Provided data -
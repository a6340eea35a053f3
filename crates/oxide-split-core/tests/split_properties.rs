//! Property tests over arbitrary input.

use oxide_split_core::Lexer;
use proptest::prelude::*;

/// Strings built mostly from characters the splitter cares about.
fn sql_like() -> impl Strategy<Value = String> {
    proptest::collection::vec(
        proptest::sample::select(vec![
            "<=>", "<=", "<", "=", "!=", "\r\n", "\n", " ", "'", "\"", "`", "(", ")", "--",
            "/*", "*/", "@", "\\", ".", "1.", "a", "tbl", "é",
        ]),
        0..40,
    )
    .prop_map(|parts| parts.concat())
}

proptest! {
    #[test]
    fn split_is_lossless(input in any::<String>()) {
        let tokens = Lexer::new().split(&input);
        prop_assert_eq!(tokens.concat(), input);
    }

    #[test]
    fn split_is_lossless_on_sql_like_input(input in sql_like()) {
        let tokens = Lexer::new().split(&input);
        prop_assert_eq!(tokens.concat(), input);
    }

    #[test]
    fn raw_split_is_lossless(input in sql_like()) {
        let tokens = Lexer::new().split_raw(&input);
        prop_assert_eq!(tokens.concat(), input);
    }

    #[test]
    fn split_is_deterministic(input in sql_like()) {
        let lexer = Lexer::new();
        prop_assert_eq!(lexer.split(&input), lexer.split(&input));
    }

    #[test]
    fn tokens_are_never_empty(input in sql_like()) {
        prop_assert!(Lexer::new().split(&input).iter().all(|token| !token.is_empty()));
    }

    #[test]
    fn raw_tokens_never_hide_a_delimiter_prefix(input in sql_like()) {
        let lexer = Lexer::new();
        for token in lexer.split_raw(&input) {
            if !lexer.is_delimiter(token) {
                prop_assert!(
                    !token.char_indices().any(|(i, _)| {
                        (1..=lexer.max_token_length())
                            .filter_map(|w| token.get(i..i + w))
                            .any(|candidate| lexer.is_delimiter(candidate))
                    }),
                    "literal {:?} contains a delimiter",
                    token
                );
            }
        }
    }
}
//! SQL Dialect support.
//!
//! Dialects differ in which operators and punctuation they treat as token
//! boundaries. A [`Dialect`] supplies that list; the lexer builds a
//! [`SplitterTable`](crate::lexer::SplitterTable) from it.

mod generic;

pub use generic::GenericDialect;

/// Trait for SQL dialect-specific splitting behavior.
pub trait Dialect {
    /// Returns the name of the dialect.
    fn name(&self) -> &'static str;

    /// Returns the delimiter strings recognized as standalone tokens.
    ///
    /// Order is kept for display only; at each scan position the longest
    /// matching entry wins regardless of where it appears in the list.
    fn splitters(&self) -> &'static [&'static str];
}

Work instruction -
The records above should be set down again word for word.

Result -
repository a6340eea35a053f3
filename crates/oxide-split-core/tests/split_properties.rs
//! Property tests over arbitrary input.

use oxide_split_core::Lexer;
use proptest::prelude::*;

/// Strings built mostly from characters the splitter cares about.
fn sql_like() -> impl Strategy<Value = String> {
    proptest::collection::vec(
        proptest::sample::select(vec![
            "<=>", "<=", "<", "=", "!=", "\r\n", "\n", " ", "'", "\"", "`", "(", ")", "--",
            "/*", "*/", "@", "\\", ".", "1.", "a", "tbl", "é",
        ]),
        0..40,
    )
    .prop_map(|parts| parts.concat())
}

proptest! {
    #[test]
    fn split_is_lossless(input in any::<String>()) {
        let tokens = Lexer::new().split(&input);
        prop_assert_eq!(tokens.concat(), input);
    }

    #[test]
    fn split_is_lossless_on_sql_like_input(input in sql_like()) {
        let tokens = Lexer::new().split(&input);
        prop_assert_eq!(tokens.concat(), input);
    }

    #[test]
    fn raw_split_is_lossless(input in sql_like()) {
        let tokens = Lexer::new().split_raw(&input);
        prop_assert_eq!(tokens.concat(), input);
    }

    #[test]
    fn split_is_deterministic(input in sql_like()) {
        let lexer = Lexer::new();
        prop_assert_eq!(lexer.split(&input), lexer.split(&input));
    }

    #[test]
    fn tokens_are_never_empty(input in sql_like()) {
        prop_assert!(Lexer::new().split(&input).iter().all(|token| !token.is_empty()));
    }

    #[test]
    fn raw_tokens_never_hide_a_delimiter_prefix(input in sql_like()) {
        let lexer = Lexer::new();
        for token in lexer.split_raw(&input) {
            if !lexer.is_delimiter(token) {
                prop_assert!(
                    !token.char_indices().any(|(i, _)| {
                        (1..=lexer.max_token_length())
                            .filter_map(|w| token.get(i..i + w))
                            .any(|candidate| lexer.is_delimiter(candidate))
                    }),
                    "literal {:?} contains a delimiter",
                    token
                );
            }
        }
    }
}
//! SQL Dialect support.
//!
//! Dialects differ in which operators and punctuation they treat as token
//! boundaries. A [`Dialect`] supplies that list; the lexer builds a
//! [`SplitterTable`](crate::lexer::SplitterTable) from it.

mod generic;

pub use generic::GenericDialect;

/// Trait for SQL dialect-specific splitting behavior.
pub trait Dialect {
    /// Returns the name of the dialect.
    fn name(&self) -> &'static str;

    /// Returns the delimiter strings recognized as standalone tokens.
    ///
    /// Order is kept for display only; at each scan position the longest
    /// matching entry wins regardless of where it appears in the list.
    fn splitters(&self) -> &'static [&'static str];
}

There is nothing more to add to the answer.